I’ll discuss their responses to this evidence in a future blog but first I’d like to discuss a few possible pitfalls in the origins debate. Here are some problematic responses or arguments in this debate about God and design:
“Feature X is so complicated it must be designed”
This is not a good way to argue for design because it’s not really an argument at all. The theist needs to argue why natural processes would not be expected to account for feature X and why God would be expected to want such a feature.
“Science has no explanation for X, therefore God did it”
This is a “god of the gaps” argument, an argument from ignorance. Even in the Christian view, God has set up many natural processes and it’s highly inappropriate to assume by default that divine intervention is happening in every unknown situation.

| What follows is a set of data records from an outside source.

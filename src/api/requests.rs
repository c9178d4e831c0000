//! Equipment request and purchase workflow endpoints

use axum::{
    extract::{Path, Query, State},
    http::StatusCode,
    Json,
};
use serde::Deserialize;
use utoipa::{IntoParams, ToSchema};

use crate::{
    error::{AppError, AppResult},
    models::request::{
        ApproveQuotation, CreateDirectPurchase, CreateRequest, EquipmentRequest, LinkAsset,
        ReceiptData, RequestDetails, RequestItem, RequestStatus, SetQuotation, UpdateRequest,
    },
    services::purchase::ReceiptResult,
    AppState,
};

use super::AuthenticatedUser;

/// Request list filters
#[derive(Deserialize, IntoParams, ToSchema)]
pub struct RequestListQuery {
    /// Filter by operational status label
    pub status: Option<String>,
}

/// List requests, optionally by status
#[utoipa::path(
    get,
    path = "/requests",
    tag = "requests",
    security(("bearer_auth" = [])),
    params(RequestListQuery),
    responses(
        (status = 200, description = "Requests", body = Vec<EquipmentRequest>)
    )
)]
pub async fn list_requests(
    State(state): State<AppState>,
    AuthenticatedUser(claims): AuthenticatedUser,
    Query(query): Query<RequestListQuery>,
) -> AppResult<Json<Vec<EquipmentRequest>>> {
    claims.require_read()?;
    let status = query
        .status
        .map(|s| s.parse::<RequestStatus>())
        .transpose()
        .map_err(AppError::BadRequest)?;
    let requests = state.services.requests.list(status).await?;
    Ok(Json(requests))
}

/// Get one request with its line items
#[utoipa::path(
    get,
    path = "/requests/{id}",
    tag = "requests",
    security(("bearer_auth" = [])),
    params(("id" = i32, Path, description = "Request ID")),
    responses(
        (status = 200, description = "Request details", body = RequestDetails),
        (status = 404, description = "Request not found")
    )
)]
pub async fn get_request(
    State(state): State<AppState>,
    AuthenticatedUser(claims): AuthenticatedUser,
    Path(id): Path<i32>,
) -> AppResult<Json<RequestDetails>> {
    claims.require_read()?;
    let details = state.services.requests.get(id).await?;
    Ok(Json(details))
}

/// Open an equipment request
#[utoipa::path(
    post,
    path = "/requests",
    tag = "requests",
    security(("bearer_auth" = [])),
    request_body = CreateRequest,
    responses(
        (status = 201, description = "Request created", body = RequestDetails),
        (status = 400, description = "Invalid payload")
    )
)]
pub async fn create_request(
    State(state): State<AppState>,
    AuthenticatedUser(claims): AuthenticatedUser,
    Json(request): Json<CreateRequest>,
) -> AppResult<(StatusCode, Json<RequestDetails>)> {
    claims.require_write()?;
    let details = state.services.requests.create(request).await?;
    Ok((StatusCode::CREATED, Json(details)))
}

/// Open a direct purchase order (stock replenishment, no employee)
#[utoipa::path(
    post,
    path = "/requests/direct-purchase",
    tag = "requests",
    security(("bearer_auth" = [])),
    request_body = CreateDirectPurchase,
    responses(
        (status = 201, description = "Purchase order created", body = RequestDetails),
        (status = 400, description = "Invalid payload")
    )
)]
pub async fn create_direct_purchase(
    State(state): State<AppState>,
    AuthenticatedUser(claims): AuthenticatedUser,
    Json(request): Json<CreateDirectPurchase>,
) -> AppResult<(StatusCode, Json<RequestDetails>)> {
    claims.require_write()?;
    let details = state.services.purchase.create_direct_purchase(request).await?;
    Ok((StatusCode::CREATED, Json(details)))
}

/// Update request header fields
#[utoipa::path(
    put,
    path = "/requests/{id}",
    tag = "requests",
    security(("bearer_auth" = [])),
    params(("id" = i32, Path, description = "Request ID")),
    request_body = UpdateRequest,
    responses(
        (status = 200, description = "Request updated", body = EquipmentRequest),
        (status = 404, description = "Request not found")
    )
)]
pub async fn update_request(
    State(state): State<AppState>,
    AuthenticatedUser(claims): AuthenticatedUser,
    Path(id): Path<i32>,
    Json(request): Json<UpdateRequest>,
) -> AppResult<Json<EquipmentRequest>> {
    claims.require_write()?;
    let updated = state.services.requests.update(id, request).await?;
    Ok(Json(updated))
}

/// Delete a request
#[utoipa::path(
    delete,
    path = "/requests/{id}",
    tag = "requests",
    security(("bearer_auth" = [])),
    params(("id" = i32, Path, description = "Request ID")),
    responses(
        (status = 204, description = "Request deleted"),
        (status = 404, description = "Request not found"),
        (status = 422, description = "Request already in handling")
    )
)]
pub async fn delete_request(
    State(state): State<AppState>,
    AuthenticatedUser(claims): AuthenticatedUser,
    Path(id): Path<i32>,
) -> AppResult<StatusCode> {
    claims.require_write()?;
    state.services.requests.delete(id).await?;
    Ok(StatusCode::NO_CONTENT)
}

/// Approve a pending request
#[utoipa::path(
    post,
    path = "/requests/{id}/approve",
    tag = "requests",
    security(("bearer_auth" = [])),
    params(("id" = i32, Path, description = "Request ID")),
    responses(
        (status = 200, description = "Request approved", body = EquipmentRequest),
        (status = 422, description = "Invalid transition")
    )
)]
pub async fn approve_request(
    State(state): State<AppState>,
    AuthenticatedUser(claims): AuthenticatedUser,
    Path(id): Path<i32>,
) -> AppResult<Json<EquipmentRequest>> {
    claims.require_write()?;
    let request = state
        .services
        .requests
        .transition(id, RequestStatus::Aprovado)
        .await?;
    Ok(Json(request))
}

/// Start preparing an approved request
#[utoipa::path(
    post,
    path = "/requests/{id}/prepare",
    tag = "requests",
    security(("bearer_auth" = [])),
    params(("id" = i32, Path, description = "Request ID")),
    responses(
        (status = 200, description = "Request in preparation", body = EquipmentRequest),
        (status = 422, description = "Invalid transition")
    )
)]
pub async fn prepare_request(
    State(state): State<AppState>,
    AuthenticatedUser(claims): AuthenticatedUser,
    Path(id): Path<i32>,
) -> AppResult<Json<EquipmentRequest>> {
    claims.require_write()?;
    let request = state
        .services
        .requests
        .transition(id, RequestStatus::Preparando)
        .await?;
    Ok(Json(request))
}

/// Deliver a fully resolved request
#[utoipa::path(
    post,
    path = "/requests/{id}/deliver",
    tag = "requests",
    security(("bearer_auth" = [])),
    params(("id" = i32, Path, description = "Request ID")),
    responses(
        (status = 200, description = "Request delivered", body = EquipmentRequest),
        (status = 422, description = "Unresolved items or invalid transition")
    )
)]
pub async fn deliver_request(
    State(state): State<AppState>,
    AuthenticatedUser(claims): AuthenticatedUser,
    Path(id): Path<i32>,
) -> AppResult<Json<EquipmentRequest>> {
    claims.require_write()?;
    let request = state
        .services
        .requests
        .transition(id, RequestStatus::Entregue)
        .await?;
    Ok(Json(request))
}

/// Cancel a request
#[utoipa::path(
    post,
    path = "/requests/{id}/cancel",
    tag = "requests",
    security(("bearer_auth" = [])),
    params(("id" = i32, Path, description = "Request ID")),
    responses(
        (status = 200, description = "Request cancelled", body = EquipmentRequest),
        (status = 422, description = "Invalid transition")
    )
)]
pub async fn cancel_request(
    State(state): State<AppState>,
    AuthenticatedUser(claims): AuthenticatedUser,
    Path(id): Path<i32>,
) -> AppResult<Json<EquipmentRequest>> {
    claims.require_write()?;
    let request = state
        .services
        .requests
        .transition(id, RequestStatus::Cancelado)
        .await?;
    Ok(Json(request))
}

/// Reconcile a request flagged by an audit back to delivered
#[utoipa::path(
    post,
    path = "/requests/{id}/reconcile",
    tag = "requests",
    security(("bearer_auth" = [])),
    params(("id" = i32, Path, description = "Request ID")),
    responses(
        (status = 200, description = "Request reconciled", body = EquipmentRequest),
        (status = 422, description = "Invalid transition")
    )
)]
pub async fn reconcile_request(
    State(state): State<AppState>,
    AuthenticatedUser(claims): AuthenticatedUser,
    Path(id): Path<i32>,
) -> AppResult<Json<EquipmentRequest>> {
    claims.require_write()?;
    let request = state
        .services
        .requests
        .transition(id, RequestStatus::Entregue)
        .await?;
    Ok(Json(request))
}

// ---------------------------------------------------------------------------
// Line item fulfillment
// ---------------------------------------------------------------------------

/// Put a line item on the purchase-order path
#[utoipa::path(
    post,
    path = "/requests/{id}/items/{position}/purchase-order",
    tag = "purchase",
    security(("bearer_auth" = [])),
    params(
        ("id" = i32, Path, description = "Request ID"),
        ("position" = i16, Path, description = "Line item position")
    ),
    responses(
        (status = 200, description = "Item on purchase path", body = RequestItem),
        (status = 422, description = "Item already resolved or already a purchase order")
    )
)]
pub async fn mark_purchase_order(
    State(state): State<AppState>,
    AuthenticatedUser(claims): AuthenticatedUser,
    Path((id, position)): Path<(i32, i16)>,
) -> AppResult<Json<RequestItem>> {
    claims.require_write()?;
    let item = state.services.purchase.mark_purchase_order(id, position).await?;
    Ok(Json(item))
}

/// Record or edit a quotation slot (Fornecedor 1/2/3)
#[utoipa::path(
    put,
    path = "/requests/{id}/items/{position}/quotations/{slot}",
    tag = "purchase",
    security(("bearer_auth" = [])),
    params(
        ("id" = i32, Path, description = "Request ID"),
        ("position" = i16, Path, description = "Line item position"),
        ("slot" = i16, Path, description = "Quotation slot 0..=2")
    ),
    request_body = SetQuotation,
    responses(
        (status = 200, description = "Quotation recorded", body = RequestItem),
        (status = 422, description = "Item already delivered")
    )
)]
pub async fn set_quotation(
    State(state): State<AppState>,
    AuthenticatedUser(claims): AuthenticatedUser,
    Path((id, position, slot)): Path<(i32, i16, i16)>,
    Json(request): Json<SetQuotation>,
) -> AppResult<Json<RequestItem>> {
    claims.require_write()?;
    let item = state
        .services
        .purchase
        .set_quotation(id, position, slot, request)
        .await?;
    Ok(Json(item))
}

/// Approve the winning quotation (requires approval capability)
#[utoipa::path(
    post,
    path = "/requests/{id}/items/{position}/approve-quotation",
    tag = "purchase",
    security(("bearer_auth" = [])),
    params(
        ("id" = i32, Path, description = "Request ID"),
        ("position" = i16, Path, description = "Line item position")
    ),
    request_body = ApproveQuotation,
    responses(
        (status = 200, description = "Quotation approved", body = RequestItem),
        (status = 403, description = "Caller cannot approve quotations"),
        (status = 422, description = "Empty slot or invalid transition")
    )
)]
pub async fn approve_quotation(
    State(state): State<AppState>,
    AuthenticatedUser(claims): AuthenticatedUser,
    Path((id, position)): Path<(i32, i16)>,
    Json(request): Json<ApproveQuotation>,
) -> AppResult<Json<RequestItem>> {
    claims.require_can_approve()?;
    let item = state
        .services
        .purchase
        .approve_quotation(id, position, request)
        .await?;
    Ok(Json(item))
}

/// Authorize the purchase order (requires execution capability)
#[utoipa::path(
    post,
    path = "/requests/{id}/items/{position}/authorize",
    tag = "purchase",
    security(("bearer_auth" = [])),
    params(
        ("id" = i32, Path, description = "Request ID"),
        ("position" = i16, Path, description = "Line item position")
    ),
    responses(
        (status = 200, description = "Order authorized", body = RequestItem),
        (status = 403, description = "Caller cannot execute orders"),
        (status = 422, description = "Invalid transition")
    )
)]
pub async fn authorize_order(
    State(state): State<AppState>,
    AuthenticatedUser(claims): AuthenticatedUser,
    Path((id, position)): Path<(i32, i16)>,
) -> AppResult<Json<RequestItem>> {
    claims.require_can_execute()?;
    let item = state.services.purchase.authorize_order(id, position).await?;
    Ok(Json(item))
}

/// Confirm payment and shipment (requires execution capability)
#[utoipa::path(
    post,
    path = "/requests/{id}/items/{position}/purchase",
    tag = "purchase",
    security(("bearer_auth" = [])),
    params(
        ("id" = i32, Path, description = "Request ID"),
        ("position" = i16, Path, description = "Line item position")
    ),
    responses(
        (status = 200, description = "Purchase confirmed", body = RequestItem),
        (status = 403, description = "Caller cannot execute orders"),
        (status = 422, description = "Invalid transition")
    )
)]
pub async fn mark_purchased(
    State(state): State<AppState>,
    AuthenticatedUser(claims): AuthenticatedUser,
    Path((id, position)): Path<(i32, i16)>,
) -> AppResult<Json<RequestItem>> {
    claims.require_can_execute()?;
    let item = state.services.purchase.mark_purchased(id, position).await?;
    Ok(Json(item))
}

/// Receive the purchased item, creating the asset (tombamento)
#[utoipa::path(
    post,
    path = "/requests/{id}/items/{position}/receipt",
    tag = "purchase",
    security(("bearer_auth" = [])),
    params(
        ("id" = i32, Path, description = "Request ID"),
        ("position" = i16, Path, description = "Line item position")
    ),
    request_body = ReceiptData,
    responses(
        (status = 201, description = "Asset created and fulfillment closed", body = ReceiptResult),
        (status = 403, description = "Caller cannot execute orders"),
        (status = 422, description = "Not purchased yet or already received")
    )
)]
pub async fn finalize_receipt(
    State(state): State<AppState>,
    AuthenticatedUser(claims): AuthenticatedUser,
    Path((id, position)): Path<(i32, i16)>,
    Json(request): Json<ReceiptData>,
) -> AppResult<(StatusCode, Json<ReceiptResult>)> {
    claims.require_can_execute()?;
    let result = state
        .services
        .purchase
        .finalize_receipt(id, position, request)
        .await?;
    Ok((StatusCode::CREATED, Json(result)))
}

/// Resolve a line item against an available stock asset
#[utoipa::path(
    post,
    path = "/requests/{id}/items/{position}/link-asset",
    tag = "purchase",
    security(("bearer_auth" = [])),
    params(
        ("id" = i32, Path, description = "Request ID"),
        ("position" = i16, Path, description = "Line item position")
    ),
    request_body = LinkAsset,
    responses(
        (status = 200, description = "Asset linked", body = RequestItem),
        (status = 422, description = "Item not stock-linkable or asset unavailable")
    )
)]
pub async fn link_asset(
    State(state): State<AppState>,
    AuthenticatedUser(claims): AuthenticatedUser,
    Path((id, position)): Path<(i32, i16)>,
    Json(request): Json<LinkAsset>,
) -> AppResult<Json<RequestItem>> {
    claims.require_write()?;
    let item = state.services.purchase.link_asset(id, position, request).await?;
    Ok(Json(item))
}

Indiscriminately calling every argument for God a ‘god of the gaps’ argument
At the other extreme, the skeptic may reject any evidence that seems to point to God by appealing to a future but as of yet undiscovered natural explanation. Philosopher of science Karl Popper coined a term for this unsubstantiated hope in future evidence to sustain naturalism – “promissory naturalism.” Just as promissory notes promise to pay money in the future, some naturalists promise that evidence will be found to justify naturalism. Returning to our courtroom analogy, one cannot appeal to possible evidence that might be found in the future but rather a judge must examine only currently available evidence. If what is known about science indicates natural processes are highly unlikely to produce an effect that God would plausibly want to bring about, then this wouldn’t be a “god of the gaps” argument.
Using questionable theology to refute clear science
An atheist should not have overly narrow expectations of what a god would or wouldn’t do. If you don’t believe that any gods exist, why assume very particular expectations of how a god would act? Just as a SETI researcher should not refuse to recognize evidence of alien artifacts just because she is surprised at certain aspects of the artifacts relative to her narrowly preconceived expectations, so a truth-seeker shouldn’t dismiss evidence for God because of overly narrow expectations of what God would and wouldn’t do.
In the next blog, we’ll start off at the very beginning and see if we can find evidence for God based on the origin of the universe.